The game's audio was commended for its sound design, music, and voice-acting. Metts declared that the game had "some of the best sound effects [he] heard in any game". Duke Ferris of GameRevolution enjoyed hearing the "satisfying smashes and crashes and roars of rage, not to mention the screams of the panicked populace". Davison praised Bill Brown for his work, which he described as "rousing and dramatic". Keller declared that the tracks Brown provided to the game "give off a great feeling and suit the action to a T". Leeper was less enthusiastic of the music, feeling that it "doesn't quite reach the level of intensity of the gameplay". Vasconcellos regarded the voice cast as "top-notch", specifically giving praise to McDonough for his portrayal of Bruce Banner. Knutson also admired the voice cast, stating "Every single actor did a wonderful job portraying the character that they were chosen to act out, and it fits really well with this game". Ouroboros was surprised by the liveliness of the voice-acting, although perplexed by the Hulk's lack of verbal expression during gameplay.

Reactions to the narrative were mixed. Keller claimed the game had "a solid narrative and good presentation". Chapman found it surprisingly deep, noting that it was "filled with drama, intrigue, betrayal, conspiracies, and oh yeah... lots and lots of destruction". Metts regarded the story as intelligently crafted, citing that it "manages to bring in some interesting support characters while, more importantly, providing some variety in Hulk's objectives". Dunham stated that the game had a "strong storyline", giving credit to Paul Jenkins for his "writing talents". He, however, felt that it was hampered by the game shifting "back and forth between the occasional cool CG cutscenes and several overly bland dialogue screens". Other reviewers were unimpressed. Davison regarded the story as "typical comic book fare", and felt that while it would certainly appeal to "hardcore fans [of the Hulk]", casual players "will pay little heed". Lafferty and Juba respectively found it to be "somewhat predictable" and "paper-thin". Leeper's assessment was especially dismissive, deeming the story "laughable even by fan-fiction standards".

Aggregate score
| Aggregator | Score |  |  |
| GameCube | PS2 | Xbox |
| Metacritic | 84/100 | 83/100 | 84/100 |

Review scores
| Publication | Score |  |  |
| GameCube | PS2 | Xbox |
| 1Up.com | 8.5/10 | 8.5/10 | 8.5/10 |
| Electronic Gaming Monthly | 25.5/30 | 25.5/30 | 25.5/30 |
| EP Daily | N/A | N/A | 9/10 |
| Eurogamer | N/A | N/A | 8/10 |
| G4 | 4/5 | 4/5 | 4/5 |
| Game Informer | 8.25/10 | 8.25/10 | 8.25/10 |
| GamePro | N/A | 4/5 | N/A |
| GameRevolution | B+ | B+ | B+ |
| GameSpot | 8.2/10 | 8.2/10 | 8.2/10 |
| GameSpy | 4.5/5 | 4.5/5 | 4.5/5 |
| GameZone | 8.8/10 | 8.5/10 | 8.9/10 |
| IGN | 8.4/10 | 8.4/10 | 8.4/10 |
| Nintendo World Report | 9/10 | N/A | N/A |
| Official U.S. PlayStation Magazine | N/A | 8.6/10 | N/A |
| PALGN | N/A | N/A | 7.5/10 |

===Awards and nominations===
The game was nominated for Action/Adventure Game of the Year at the 9th Annual Interactive Achievement Awards, but lost to God of War. It was also nominated for Outstanding Control Design and Outstanding Action Game (Sequel) in the 2005 NAVGTR Awards, but lost to Guitar Hero and Battlefield 2 respectively. In the 32nd Saturn Awards, it was nominated for Best Video Game Release (Science Fiction), but lost to Star Wars: Battlefront II.
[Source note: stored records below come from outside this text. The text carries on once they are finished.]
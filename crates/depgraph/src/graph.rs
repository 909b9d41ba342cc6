//! Insertion-ordered directed graph with Kahn ordering and DFS cycle search.

use crate::error::{GraphError, Result};
use std::cmp::Reverse;
use std::collections::{BinaryHeap, HashMap, VecDeque};
use std::fmt;
use std::hash::Hash;

/// DFS visitation state for cycle detection
#[derive(Debug, Clone, Copy, PartialEq, Eq)]
enum Mark {
    Unvisited,
    OnStack,
    Done,
}

/// A directed dependency graph.
///
/// Edges point from a dependency to its dependent. Node and edge insertion
/// order is preserved and drives every traversal.
#[derive(Debug, Clone)]
pub struct DependencyGraph<K> {
    nodes: Vec<K>,
    index: HashMap<K, usize>,
    /// Outgoing edges: node -> nodes that depend on it
    dependents: Vec<Vec<usize>>,
    /// Incoming edges: node -> nodes it depends on
    dependencies: Vec<Vec<usize>>,
    edge_count: usize,
}

impl<K> Default for DependencyGraph<K>
where
    K: Clone + Eq + Hash + fmt::Display,
{
    fn default() -> Self {
        Self::new()
    }
}

impl<K> DependencyGraph<K>
where
    K: Clone + Eq + Hash + fmt::Display,
{
    /// Create an empty graph
    pub fn new() -> Self {
        Self {
            nodes: Vec::new(),
            index: HashMap::new(),
            dependents: Vec::new(),
            dependencies: Vec::new(),
            edge_count: 0,
        }
    }

    /// Add a node. Returns `false` if the node already existed.
    pub fn add_node(&mut self, node: K) -> bool {
        if self.index.contains_key(&node) {
            return false;
        }
        self.index.insert(node.clone(), self.nodes.len());
        self.nodes.push(node);
        self.dependents.push(Vec::new());
        self.dependencies.push(Vec::new());
        true
    }

    /// Add an edge meaning "`to` depends on `from`".
    ///
    /// Duplicate edges are ignored and reported as `Ok(false)`. Self-edges are
    /// accepted and will surface as a cycle.
    pub fn add_edge(&mut self, from: &K, to: &K) -> Result<bool> {
        let from_idx = self.position(from)?;
        let to_idx = self.position(to)?;

        if self.dependents[from_idx].contains(&to_idx) {
            return Ok(false);
        }

        self.dependents[from_idx].push(to_idx);
        self.dependencies[to_idx].push(from_idx);
        self.edge_count += 1;
        Ok(true)
    }

    /// Number of nodes
    pub fn len(&self) -> usize {
        self.nodes.len()
    }

    /// Whether the graph has no nodes
    pub fn is_empty(&self) -> bool {
        self.nodes.is_empty()
    }

    /// Number of distinct edges
    pub fn edge_count(&self) -> usize {
        self.edge_count
    }

    /// Whether a node exists
    pub fn contains(&self, node: &K) -> bool {
        self.index.contains_key(node)
    }

    /// Nodes in insertion order
    pub fn nodes(&self) -> &[K] {
        &self.nodes
    }

    /// Direct dependencies of a node, in edge insertion order
    pub fn dependencies(&self, node: &K) -> Result<Vec<K>> {
        let idx = self.position(node)?;
        Ok(self.keys(&self.dependencies[idx]))
    }

    /// Direct dependents of a node, in edge insertion order
    pub fn dependents(&self, node: &K) -> Result<Vec<K>> {
        let idx = self.position(node)?;
        Ok(self.keys(&self.dependents[idx]))
    }

    /// Every node reachable from `node` along dependent edges, breadth-first.
    ///
    /// The node itself is not included.
    pub fn transitive_dependents(&self, node: &K) -> Result<Vec<K>> {
        let start = self.position(node)?;
        let mut seen = vec![false; self.nodes.len()];
        seen[start] = true;

        let mut queue = VecDeque::from([start]);
        let mut reached = Vec::new();

        while let Some(current) = queue.pop_front() {
            for &next in &self.dependents[current] {
                if !seen[next] {
                    seen[next] = true;
                    reached.push(next);
                    queue.push_back(next);
                }
            }
        }

        Ok(self.keys(&reached))
    }

    /// Fail with [`GraphError::CycleDetected`] if the graph has a cycle.
    pub fn detect_cycle(&self) -> Result<()> {
        match self.find_cycle() {
            Some(cycle) => Err(GraphError::CycleDetected {
                cycle_path: cycle.iter().map(ToString::to_string).collect(),
            }),
            None => Ok(()),
        }
    }

    /// Depth-first search for a back-edge.
    ///
    /// Roots are visited in insertion order and children in edge order, so the
    /// reported cycle is stable across runs. The returned path is closed on its
    /// first node.
    pub fn find_cycle(&self) -> Option<Vec<K>> {
        let mut marks = vec![Mark::Unvisited; self.nodes.len()];

        for root in 0..self.nodes.len() {
            if marks[root] != Mark::Unvisited {
                continue;
            }

            // (node, next child offset) pairs form the recursion stack
            let mut stack: Vec<(usize, usize)> = vec![(root, 0)];
            marks[root] = Mark::OnStack;

            while let Some(top) = stack.last_mut() {
                let node = top.0;
                if top.1 >= self.dependents[node].len() {
                    marks[node] = Mark::Done;
                    stack.pop();
                    continue;
                }

                let child = self.dependents[node][top.1];
                top.1 += 1;

                match marks[child] {
                    Mark::Unvisited => {
                        marks[child] = Mark::OnStack;
                        stack.push((child, 0));
                    }
                    Mark::OnStack => {
                        let start = stack
                            .iter()
                            .position(|(n, _)| *n == child)
                            .unwrap_or(0);
                        let mut cycle: Vec<K> = stack[start..]
                            .iter()
                            .map(|(n, _)| self.nodes[*n].clone())
                            .collect();
                        cycle.push(self.nodes[child].clone());
                        return Some(cycle);
                    }
                    Mark::Done => {}
                }
            }
        }

        None
    }

    /// Kahn's algorithm with an insertion-ordered ready queue.
    ///
    /// Among nodes that are ready at the same time the one inserted first is
    /// emitted first.
    pub fn topological_sort(&self) -> Result<Vec<K>> {
        let mut indegree: Vec<usize> = self.dependencies.iter().map(Vec::len).collect();
        let mut ready: BinaryHeap<Reverse<usize>> = indegree
            .iter()
            .enumerate()
            .filter(|(_, d)| **d == 0)
            .map(|(i, _)| Reverse(i))
            .collect();

        let mut ordered = Vec::with_capacity(self.nodes.len());
        while let Some(Reverse(idx)) = ready.pop() {
            ordered.push(idx);
            for &next in &self.dependents[idx] {
                indegree[next] -= 1;
                if indegree[next] == 0 {
                    ready.push(Reverse(next));
                }
            }
        }

        if ordered.len() < self.nodes.len() {
            let cycle_path = match self.find_cycle() {
                Some(cycle) => cycle.iter().map(ToString::to_string).collect(),
                None => (0..self.nodes.len())
                    .filter(|i| indegree[*i] > 0)
                    .map(|i| self.nodes[i].to_string())
                    .collect(),
            };
            return Err(GraphError::CycleDetected { cycle_path });
        }

        Ok(self.keys(&ordered))
    }

    fn position(&self, node: &K) -> Result<usize> {
        self.index
            .get(node)
            .copied()
            .ok_or_else(|| GraphError::UnknownNode {
                node: node.to_string(),
            })
    }

    fn keys(&self, indices: &[usize]) -> Vec<K> {
        indices.iter().map(|i| self.nodes[*i].clone()).collect()
    }
}

#[cfg(test)]
mod tests {
    use super::*;

    fn graph(nodes: &[&'static str], edges: &[(&'static str, &'static str)]) -> DependencyGraph<&'static str> {
        let mut g = DependencyGraph::new();
        for n in nodes {
            g.add_node(*n);
        }
        for (from, to) in edges {
            g.add_edge(from, to).unwrap();
        }
        g
    }

    #[test]
    fn test_add_node_is_idempotent() {
        let mut g = DependencyGraph::new();
        assert!(g.add_node("a"));
        assert!(!g.add_node("a"));
        assert_eq!(g.len(), 1);
    }

    #[test]
    fn test_duplicate_edge_ignored() {
        let mut g = graph(&["a", "b"], &[("a", "b")]);
        assert!(!g.add_edge(&"a", &"b").unwrap());
        assert_eq!(g.edge_count(), 1);
    }

    #[test]
    fn test_edge_to_unknown_node() {
        let mut g = graph(&["a"], &[]);
        let err = g.add_edge(&"a", &"missing").unwrap_err();
        assert_eq!(
            err,
            GraphError::UnknownNode {
                node: "missing".to_string()
            }
        );
    }

    #[test]
    fn test_topological_sort_respects_edges() {
        let g = graph(
            &["issue", "comment", "repo", "push"],
            &[("repo", "push"), ("push", "issue"), ("issue", "comment")],
        );
        assert_eq!(
            g.topological_sort().unwrap(),
            vec!["repo", "push", "issue", "comment"]
        );
    }

    #[test]
    fn test_ties_broken_by_insertion_order() {
        let g = graph(
            &["root", "c", "a", "b"],
            &[("root", "a"), ("root", "b"), ("root", "c")],
        );
        // c was inserted before a and b, so it wins the tie
        assert_eq!(g.topological_sort().unwrap(), vec!["root", "c", "a", "b"]);
    }

    #[test]
    fn test_sort_is_deterministic() {
        let build = || {
            graph(
                &["x", "y", "z", "w"],
                &[("x", "z"), ("y", "z"), ("z", "w"), ("x", "w")],
            )
        };
        assert_eq!(
            build().topological_sort().unwrap(),
            build().topological_sort().unwrap()
        );
    }

    #[test]
    fn test_detect_cycle_reports_path() {
        let g = graph(&["a", "b", "c"], &[("a", "b"), ("b", "c"), ("c", "a")]);
        let err = g.detect_cycle().unwrap_err();
        assert_eq!(
            err,
            GraphError::CycleDetected {
                cycle_path: vec!["a".into(), "b".into(), "c".into(), "a".into()]
            }
        );
        assert_eq!(err.to_string(), "cycle detected: a -> b -> c -> a");
    }

    #[test]
    fn test_self_edge_is_cycle() {
        let g = graph(&["a"], &[("a", "a")]);
        assert_eq!(g.find_cycle(), Some(vec!["a", "a"]));
    }

    #[test]
    fn test_topological_sort_fails_on_cycle() {
        let g = graph(&["a", "b", "c"], &[("a", "b"), ("c", "b"), ("b", "c")]);
        assert!(matches!(
            g.topological_sort(),
            Err(GraphError::CycleDetected { .. })
        ));
    }

    #[test]
    fn test_acyclic_graph_has_no_cycle() {
        let g = graph(&["a", "b", "c"], &[("a", "b"), ("a", "c"), ("b", "c")]);
        assert!(g.detect_cycle().is_ok());
    }

    #[test]
    fn test_transitive_dependents() {
        let g = graph(
            &["a", "b", "c", "d", "e"],
            &[("a", "b"), ("b", "c"), ("a", "d"), ("d", "c")],
        );
        assert_eq!(g.transitive_dependents(&"a").unwrap(), vec!["b", "d", "c"]);
        assert!(g.transitive_dependents(&"e").unwrap().is_empty());
    }

    #[test]
    fn test_dependencies_and_dependents() {
        let g = graph(&["a", "b", "c"], &[("a", "c"), ("b", "c")]);
        assert_eq!(g.dependencies(&"c").unwrap(), vec!["a", "b"]);
        assert_eq!(g.dependents(&"a").unwrap(), vec!["c"]);
    }
}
Year: Award Ceremony; Category; Result; Ref.
2006: 9th Annual Interactive Achievement Awards; Action/Adventure Game of the Year; Nominated
5th NAVGTR Awards: Outstanding Control Design; Nominated
Outstanding Action Game (Sequel): Nominated
32nd Saturn Awards: Best Video Game Release (Science Fiction); Nominated

==Legacy==
According to Marvel executive Justin Lambros, The Incredible Hulk: Ultimate Destruction sold fewer copies than its predecessor due to its lack of a film tie-in. However, Lambros regarded it as the superior game, and its gameplay influenced the direction of the subsequent Hulk-based game The Incredible Hulk (2008), which was based on the 2008 film. It additionally influenced the gameplay of Radical Entertainment's later game Prototype (2009), as well as the open world setting of DC Universe Online (2011). The Incredible Hulk: Ultimate Destruction has been ranked among the best Marvel-based video games, as well as one of the best superhero-based video games.